Accordingly, the association, as the holder of a lien on each parcel of the condominium, has standing in its own right to bring an action pursuant to section 278.01 and to include in its one petition all parcels on which it has a lien. Section 278.02.

Despite the association’s status as lienor, the tax court was of the opinion that because the association is not obligated to pay the taxes on the several parcels which make up the condominium and because foreclosure of its lien is only remotely possible, the association lacked the “vital interest” which the tax court considered essential to standing. In International Harvester Co. v. State, 200 Minn. 242, 245, 274 N.W. 217, 218 (1937), we held that a lessee who was bound by the terms of the lease to pay the real estate taxes had a “vital interest” to protect and, therefore, had standing under section 278.01 to challenge the assessment. While broad and somewhat amorphous terms such as “interest” and “right” necessitate judicial definition, “lien” is a clearly defined term. A lien is a hold or claim which one person has on the property of another as security for a debt or charge; it is a charge upon property for the payment of a debt. E.g., Gau v. Hyland, 230 Minn. 235, 240, 41 N.W.2d 444, 448 (1950). The assumption that the amount of the debt or the likelihood of foreclosure is germane to a lienor’s standing to bring an action under section 278.01 is, we believe, the fundamental error in the tax court’s analysis. In the words of the United States Supreme Court:

Where the party does not rely on any specific statute authorizing invocation of the judicial process, the question of standing depends upon whether the party has alleged such a ‘personal stake in the outcome of the controversy,’ * * * as to ensure that ‘the dispute sought to be adjudicated will be presented in an adversary context and in a form historically viewed as capable of judicial resolution.’ * * * Where, however, Congress has authorized public officials to perform cer*324tain functions according to law, and has provided by statute for judicial review of those actions under certain circumstances, the inquiry as to standing must begin with a determination of whether the statute in question authorizes review at the behest of the plaintiff.

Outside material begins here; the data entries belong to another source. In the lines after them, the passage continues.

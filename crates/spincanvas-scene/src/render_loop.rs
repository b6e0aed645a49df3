//! Render loop state machine
//!
//! The loop is either [`LoopState::Idle`] (nothing scheduled) or
//! [`LoopState::Running`] (the platform scheduler invokes
//! `SceneCanvas::tick` once per display refresh). Each running tick:
//!
//! 1. takes the delta from the context clock
//! 2. advances every animation player by that delta
//! 3. recomputes the glow state from elapsed time, if the overlay is active
//! 4. draws the scene from the camera onto the surface, loaded or not

use tracing::{debug, trace};

use crate::clock::TimeSource;
use crate::context::CanvasContext;
use crate::glow::GlowState;
use crate::surface::{FrameView, RenderSurface};

#[derive(Debug, Clone, Copy, PartialEq, Eq)]
pub enum LoopState {
    Idle,
    Running,
}

/// Platform hook that delivers ticks while started
///
/// After `stop` returns no new tick may be scheduled. A tick already being
/// delivered is allowed to finish.
pub trait FrameScheduler {
    fn start(&mut self);

    fn stop(&mut self);
}

/// What one tick did
#[derive(Debug, Clone, Copy, PartialEq)]
pub struct FrameStats {
    /// Sequence number of the frame, starting at 1
    pub frame: u64,
    pub delta: f64,
    pub elapsed: f64,
    pub draw_items: usize,
    pub glow: Option<GlowState>,
}

#[derive(Debug, Clone, Copy, PartialEq)]
pub enum TickOutcome {
    /// The loop was not running, nothing happened
    Idle,
    Drawn(FrameStats),
}

#[derive(Debug)]
pub struct RenderLoop<F> {
    scheduler: F,
    state: LoopState,
    frames: u64,
}

impl<F: FrameScheduler> RenderLoop<F> {
    pub fn new(scheduler: F) -> Self {
        Self {
            scheduler,
            state: LoopState::Idle,
            frames: 0,
        }
    }

    pub fn state(&self) -> LoopState {
        self.state
    }

    pub fn is_running(&self) -> bool {
        self.state == LoopState::Running
    }

    pub fn frames(&self) -> u64 {
        self.frames
    }

    pub fn scheduler(&self) -> &F {
        &self.scheduler
    }

    /// Idle -> Running; returns `false` if the loop was already running
    pub fn start(&mut self) -> bool {
        if self.is_running() {
            return false;
        }
        self.state = LoopState::Running;
        self.scheduler.start();
        debug!("Render loop started");
        true
    }

    /// Running -> Idle; returns `false` if the loop was already idle
    pub fn stop(&mut self) -> bool {
        if !self.is_running() {
            return false;
        }
        self.state = LoopState::Idle;
        self.scheduler.stop();
        debug!(frames = self.frames, "Render loop stopped");
        true
    }

    pub fn tick<S, T>(&mut self, ctx: &mut CanvasContext<S, T>) -> TickOutcome
    where
        S: RenderSurface,
        T: TimeSource,
    {
        if !self.is_running() {
            return TickOutcome::Idle;
        }

        let delta = ctx.clock.delta();
        ctx.animations.advance(delta as f32, &mut ctx.scene);

        let elapsed = ctx.clock.elapsed();
        let glow = ctx.glow.as_mut().map(|overlay| overlay.update(elapsed));

        let frame = FrameView::build(ctx.clear_color, &ctx.camera, &ctx.scene, ctx.glow.as_ref());
        let draw_items = frame.items.len();
        ctx.surface.draw(&frame);

        self.frames += 1;
        trace!(frame = self.frames, delta, draw_items, "Frame drawn");
        TickOutcome::Drawn(FrameStats {
            frame: self.frames,
            delta,
            elapsed,
            draw_items,
            glow,
        })
    }
}
//! Where recovered load failures are reported

use tracing::error;

use crate::error::AssetLoadFailure;

pub trait DiagnosticsSink {
    fn report_load_failure(&mut self, failure: &AssetLoadFailure);
}

/// Default sink: one `error!` event per failure
#[derive(Debug, Clone, Copy, Default)]
pub struct TracingDiagnostics;

impl DiagnosticsSink for TracingDiagnostics {
    fn report_load_failure(&mut self, failure: &AssetLoadFailure) {
        error!(path = %failure.path, "{}", failure);
    }
}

Sierra Club v. Morton, 405 U.S. 727, 732, 92 S.Ct. 1361, 1364, 31 L.Ed.2d 636 (1972). See also Minnesota Public Interest Research Group v. Minnesota Department of Labor and Industry, 311 Minn. 65, 249 N.W.2d 437, 441 (1976). The legislature has determined that a lienor is a proper party to request an adjudication of the validity of objection to the valuation on which land is assessed. Where, as here, the parcels are unquestionably related to each other and justice, as well as judicial economy, is served by determining objections to the taxation of the entire condominium in one proceeding, we see no reason to impose qualifications beyond those imposed by the legislature.

We hold, therefore, that Regency Condominium Association has standing to bring an action pursuant to Minn.Stat. § 278.01 (1986) and to include in a single petition some or all parcels on which it holds a lien.

Reversed.

. The clerk of the district court of Ramsey County, the county in which Regency Condominium is situated, refused to accept the petition of Regency Condominium Association for filing until the association had paid a filing fee of $3,008, an amount equal to the fee payable for filing 94 petitions — a separate petition for each unit in the condominium. The county has agreed to refund $2,970 if it should be determined that Regency may bring one action protesting the valuation of the entire condominium.